Альпинист и осел. Альпинист поднимается в гору, и с каждым шагом вперед под ним раскрывается новая картина, каждое усилие вперед тут же и вознаграждается. И рядом же по другой тропе поднимается осел, навьюченный палаткой со съестными припасами альпиниста. Альпинист учится у осла, как надо ступать, как экономить свои силы. И это именно осел освободил его, осел несет его бремя, а альпинист восхищается видами и создает поэтические образы гор. Конечно, благодаря ослу альпинист может сочинять стихи, но в то же время альпинист знает еще, что ослу стихов не сочинить, он же сам, если возьмется за ослиное дело, то, может быть, не так много, как теперь, а что-нибудь и сочинит. И это передается ослу, несущему бремя: так-то, конечно, так, благодаря ослиному труду поэт легко и приятно поднимается в гору, но все-таки есть задняя мысль у осла за ушами, что, сколько ни нагружай на него, осла, тяжестей, хоть до смерти перегрузи, стихов он никогда не напишет.

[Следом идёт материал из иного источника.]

use meter_client::{domain::ReadingType, StoreError, StoreTransaction};

use crate::error::{AppError, Result};
use crate::transform::Descriptor;

#[derive(Debug, Clone, PartialEq)]
pub struct Resolved {
    pub reading_type: ReadingType,
    pub created: bool,
}

/// Find the meter's reading type or create it from `descriptor`.
///
/// An existing record is returned unchanged; the feed's descriptor is dropped.
/// Losing a creation race to a concurrent writer resolves to the winner's record.
pub async fn resolve_reading_type(
    tx: &mut dyn StoreTransaction,
    meter_id: &str,
    descriptor: Descriptor,
) -> Result<Resolved> {
    let db_err = |source: StoreError| AppError::database(Some(meter_id), source);

    if let Some(existing) = tx.find_reading_type_by_meter_id(meter_id).await.map_err(db_err)? {
        if existing.kwh_price != descriptor.kwh_price
            || existing.reading_unit != descriptor.reading_unit
            || existing.flow_direction != descriptor.flow_direction
        {
            tracing::debug!(
                meter_id,
                "feed descriptor differs from stored reading type; keeping stored"
            );
        }
        return Ok(Resolved {
            reading_type: existing,
            created: false,
        });
    }

    match tx.create_reading_type(descriptor.into_new_reading_type(meter_id)).await {
        Ok(reading_type) => {
            tracing::info!(meter_id, reading_type_id = reading_type.id, "created reading type");
            Ok(Resolved {
                reading_type,
                created: true,
            })
        }
        Err(StoreError::Conflict(_)) => {
            tracing::info!(meter_id, "reading type created concurrently, re-reading");
            let existing = tx
                .find_reading_type_by_meter_id(meter_id)
                .await
                .map_err(db_err)?
                .ok_or_else(|| db_err(StoreError::Conflict(meter_id.to_string())))?;
            Ok(Resolved {
                reading_type: existing,
                created: false,
            })
        }
        Err(e) => Err(db_err(e)),
    }
}

#[cfg(test)]
mod tests {
    use super::*;
    use meter_client::{
        domain::{NewIntervalReading, NewReadingType},
        MemoryReadingStore, ReadingStore,
    };
    use rust_decimal::Decimal;

    fn descriptor(price: i64, unit: &str) -> Descriptor {
        Descriptor {
            flow_direction: 0,
            kwh_price: Decimal::new(price, 2),
            reading_unit: unit.to_string(),
        }
    }

    #[tokio::test]
    async fn creates_on_first_sight_then_reuses() {
        let store = MemoryReadingStore::new();

        let mut tx = store.begin().await.unwrap();
        let first = resolve_reading_type(tx.as_mut(), "M1", descriptor(10, "Wh"))
            .await
            .unwrap();
        tx.commit().await.unwrap();

        let mut tx = store.begin().await.unwrap();
        let second = resolve_reading_type(tx.as_mut(), "M1", descriptor(99, "kWh"))
            .await
            .unwrap();
        tx.commit().await.unwrap();

        assert!(first.created);
        assert!(!second.created);
        assert_eq!(first.reading_type, second.reading_type);
        assert_eq!(second.reading_type.kwh_price, Decimal::new(10, 2));
        assert_eq!(second.reading_type.reading_unit, "Wh");
        assert_eq!(store.list_all_reading_types().await.unwrap().len(), 1);
    }

    /// Simulates a concurrent writer committing between our lookup and insert.
    struct LostRace {
        winner: ReadingType,
        lookups: usize,
    }

    #[async_trait::async_trait]
    impl StoreTransaction for LostRace {
        async fn find_reading_type_by_meter_id(
            &mut self,
            _meter_id: &str,
        ) -> Result<Option<ReadingType>, StoreError> {
            self.lookups += 1;
            Ok((self.lookups > 1).then(|| self.winner.clone()))
        }

        async fn create_reading_type(
            &mut self,
            record: NewReadingType,
        ) -> Result<ReadingType, StoreError> {
            Err(StoreError::Conflict(record.meter_id))
        }

        async fn bulk_insert_readings(
            &mut self,
            readings: &[NewIntervalReading],
        ) -> Result<u64, StoreError> {
            Ok(readings.len() as u64)
        }

        async fn commit(self: Box<Self>) -> Result<(), StoreError> {
            Ok(())
        }
    }

    #[tokio::test]
    async fn creation_conflict_resolves_to_existing_record() {
        let winner = ReadingType {
            id: 42,
            meter_id: "M1".to_string(),
            flow_direction: 1,
            kwh_price: Decimal::new(5, 2),
            reading_unit: "kWh".to_string(),
        };
        let mut tx = LostRace {
            winner: winner.clone(),
            lookups: 0,
        };

        let resolved = resolve_reading_type(&mut tx, "M1", descriptor(10, "Wh"))
            .await
            .unwrap();

        assert_eq!(resolved.reading_type, winner);
        assert!(!resolved.created);
        assert_eq!(tx.lookups, 2);
    }

    struct BrokenTransaction;

    #[async_trait::async_trait]
    impl StoreTransaction for BrokenTransaction {
        async fn find_reading_type_by_meter_id(
            &mut self,
            _meter_id: &str,
        ) -> Result<Option<ReadingType>, StoreError> {
            Err(StoreError::Database(sqlx::Error::PoolClosed))
        }

        async fn create_reading_type(
            &mut self,
            _record: NewReadingType,
        ) -> Result<ReadingType, StoreError> {
            unreachable!("lookup fails first")
        }

        async fn bulk_insert_readings(
            &mut self,
            _readings: &[NewIntervalReading],
        ) -> Result<u64, StoreError> {
            unreachable!("lookup fails first")
        }

        async fn commit(self: Box<Self>) -> Result<(), StoreError> {
            Ok(())
        }
    }

    #[tokio::test]
    async fn lookup_failure_is_a_database_fault() {
        let res = resolve_reading_type(&mut BrokenTransaction, "M1", descriptor(10, "Wh")).await;
        assert!(matches!(
            res,
            Err(AppError::DatabaseOperation { meter_id: Some(ref id), .. }) if id == "M1"
        ));
    }
}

Это очень злая мысль у осла за ушами, и не может у него расшириться душа навстречу красоте, и никакие стихи, никакие пейзажи не обрадуют его так, чтобы он забыл свою заднюю мысль.

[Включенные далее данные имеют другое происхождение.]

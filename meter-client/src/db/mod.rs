pub mod queries;
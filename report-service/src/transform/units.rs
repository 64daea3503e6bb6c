/// Convert a raw reading in `unit` to whole kilowatt-hours.
///
/// `Wh` (any case) is divided by 1000 with truncation; every other unit,
/// including unrecognized ones, passes through unchanged.
pub fn normalize_to_kwh(raw: i64, unit: &str) -> i64 {
    if unit.eq_ignore_ascii_case("Wh") {
        raw / 1000
    } else {
        raw
    }
}

#[cfg(test)]
mod tests {
    use super::*;

    #[test]
    fn watt_hours_are_truncated_to_kwh() {
        assert_eq!(normalize_to_kwh(1000, "Wh"), 1);
        assert_eq!(normalize_to_kwh(1999, "Wh"), 1);
        assert_eq!(normalize_to_kwh(999, "wh"), 0);
        assert_eq!(normalize_to_kwh(2500, "WH"), 2);

        for v in (0..50_000).step_by(137) {
            assert_eq!(normalize_to_kwh(v, "Wh"), v / 1000);
        }
    }

    #[test]
    fn other_units_pass_through() {
        for v in [0, 1, 999, 1000, 123_456] {
            assert_eq!(normalize_to_kwh(v, "kWh"), v);
            assert_eq!(normalize_to_kwh(v, "MWh"), v);
            assert_eq!(normalize_to_kwh(v, ""), v);
        }
    }
}
pub mod ingest;
pub mod reports;
pub mod resolver;

pub use ingest::{IngestService, IngestSummary};
pub use reports::ReportService;
pub use resolver::{resolve_reading_type, Resolved};
use serde::Deserialize;
use std::fs;

fn default_max_body_bytes() -> usize {
    8 * 1024 * 1024
}

#[derive(Debug, Clone, Deserialize)]
pub struct ServerConfig {
    pub bind_addr: String,
    #[serde(default = "default_max_body_bytes")]
    pub max_body_bytes: usize,
}

#[derive(Debug, Clone, Copy, PartialEq, Eq, Deserialize)]
#[serde(rename_all = "lowercase")]
pub enum StoreKind {
    Postgres,
    Memory,
}

#[derive(Debug, Clone, Deserialize)]
pub struct StoreConfig {
    pub kind: StoreKind,
}

#[derive(Debug, Clone, Deserialize)]
pub struct DatabaseConfig {
    pub uri: String,
    pub max_connections: u32,
}

#[derive(Debug, Clone, Deserialize)]
pub struct MetricsConfig {
    pub bind_addr: String,
}

#[derive(Debug, Clone, Deserialize)]
pub struct AppConfig {
    pub server: ServerConfig,
    pub store: StoreConfig,
    pub database: Option<DatabaseConfig>,
    pub metrics: Option<MetricsConfig>,
}

impl AppConfig {
    /// Read the TOML file named by `REPORT_SERVICE_CONFIG` (default
    /// `report-service.toml`). `DATABASE_URL` overrides `database.uri`.
    pub fn load() -> anyhow::Result<Self> {
        use std::env;

        let path = env::var("REPORT_SERVICE_CONFIG")
            .unwrap_or_else(|_| "report-service.toml".to_string());
        let contents = fs::read_to_string(&path)
            .map_err(|e| anyhow::anyhow!("failed to read config file {path}: {e}"))?;
        let mut cfg = Self::from_toml_str(&contents)?;

        if let (Ok(url), Some(db)) = (env::var("DATABASE_URL"), cfg.database.as_mut()) {
            db.uri = url;
        }

        Ok(cfg)
    }

    pub fn from_toml_str(contents: &str) -> anyhow::Result<Self> {
        let cfg: AppConfig = toml::from_str(contents)?;

        if cfg.store.kind == StoreKind::Postgres && cfg.database.is_none() {
            anyhow::bail!("store.kind = \"postgres\" requires a [database] section");
        }

        Ok(cfg)
    }
}

#[cfg(test)]
mod tests {
    use super::*;

    #[test]
    fn parses_postgres_config() {
        let cfg = AppConfig::from_toml_str(
            r#"
            [server]
            bind_addr = "0.0.0.0:8080"

            [store]
            kind = "postgres"

            [database]
            uri = "postgres://localhost/energy"
            max_connections = 4

            [metrics]
            bind_addr = "0.0.0.0:9100"
            "#,
        )
        .unwrap();

        assert_eq!(cfg.store.kind, StoreKind::Postgres);
        assert_eq!(cfg.server.max_body_bytes, default_max_body_bytes());
        assert_eq!(cfg.database.unwrap().max_connections, 4);
        assert_eq!(cfg.metrics.unwrap().bind_addr, "0.0.0.0:9100");
    }

    #[test]
    fn memory_store_needs_no_database() {
        let cfg = AppConfig::from_toml_str(
            r#"
            [server]
            bind_addr = "127.0.0.1:8080"
            max_body_bytes = 1024

            [store]
            kind = "memory"
            "#,
        )
        .unwrap();

        assert_eq!(cfg.store.kind, StoreKind::Memory);
        assert_eq!(cfg.server.max_body_bytes, 1024);
        assert!(cfg.database.is_none());
        assert!(cfg.metrics.is_none());
    }

    #[test]
    fn postgres_without_database_section_is_rejected() {
        let res = AppConfig::from_toml_str(
            r#"
            [server]
            bind_addr = "127.0.0.1:8080"

            [store]
            kind = "postgres"
            "#,
        );
        assert!(res.is_err());
    }
}
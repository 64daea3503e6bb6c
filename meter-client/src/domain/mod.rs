pub mod interval_reading;
pub mod reading_type;

pub use interval_reading::{IntervalReading, NewIntervalReading};
pub use reading_type::{NewReadingType, ReadingType};
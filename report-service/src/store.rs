use std::sync::Arc;

use anyhow::Context;
use meter_client::{MemoryReadingStore, PgReadingStore, ReadingStore};

use crate::config::{AppConfig, StoreKind};

/// Build the configured reading store. Postgres stores get their schema
/// created on first use.
pub async fn open_store(cfg: &AppConfig) -> anyhow::Result<Arc<dyn ReadingStore>> {
    match cfg.store.kind {
        StoreKind::Memory => {
            tracing::warn!("using in-memory reading store; data is lost on restart");
            Ok(Arc::new(MemoryReadingStore::new()))
        }
        StoreKind::Postgres => {
            let db = cfg
                .database
                .as_ref()
                .context("store.kind = \"postgres\" requires a [database] section")?;
            let store = PgReadingStore::connect(&db.uri, db.max_connections)
                .await
                .context("failed to connect to Postgres")?;
            store
                .ensure_schema()
                .await
                .context("failed to create reading store schema")?;
            tracing::info!(max_connections = db.max_connections, "connected to Postgres");
            Ok(Arc::new(store))
        }
    }
}
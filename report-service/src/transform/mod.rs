//! Feed validation, mapping and unit normalization. All pure.

pub mod mapping;
pub mod units;
pub mod validate;

pub use mapping::{map_feed, Descriptor, MappedFeed, MappedReading};
pub use units::normalize_to_kwh;
pub use validate::{validate_feed, ValidatedFeed};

Осел презрительно называется ослом не за ум: у него довольно ума, вообще – осел умное животное. Нет, того человека презрительно называют ослом, кто несет свое жизненное бремя не свободно, а имеет за своими ослиными ушами какую-то злую, заднюю мысль с непременной претензией за свой ослиный труд получить признание, как за творчество.
Без ослиного труда не обойтись и Моцарту, но Моцарт прячет свой ослиный труд, как ничтожный, в сравнении с тем благом, которое получено им даром. Возможно, что в этом «даром» скрывается труд миллионов, но не миллионы, а Моцарт остается в истории.
Итак, какой же смысл этой притчи? Я думаю, тот простой смысл, что ослиное бремя необходимо для человека, как смерть, но человек, свободно берущий на себя бремя, должен брать его бескорыстно и не рассчитывать, что он за ослиный подвиг рано или поздно получит способность жить без труда и сочинять стихи.
В творчестве при всяком повелительном Надо! необходимо рядом с этим спросить- А может быть, и Не надо? Вот силой борьбы этого Надо и Не надо в личности автора и оценивается созданная вещь: это валюта вещи.
Но иногда созданное дается кому-то очень легко, силой просто таланта. Тогда это значит: до него боролись другие за Надо и Не надо. Значит, талант – это способность лично выразить то самое, за что боролись многие бессознательно. И оттого личность является двигателем сознания и культуры.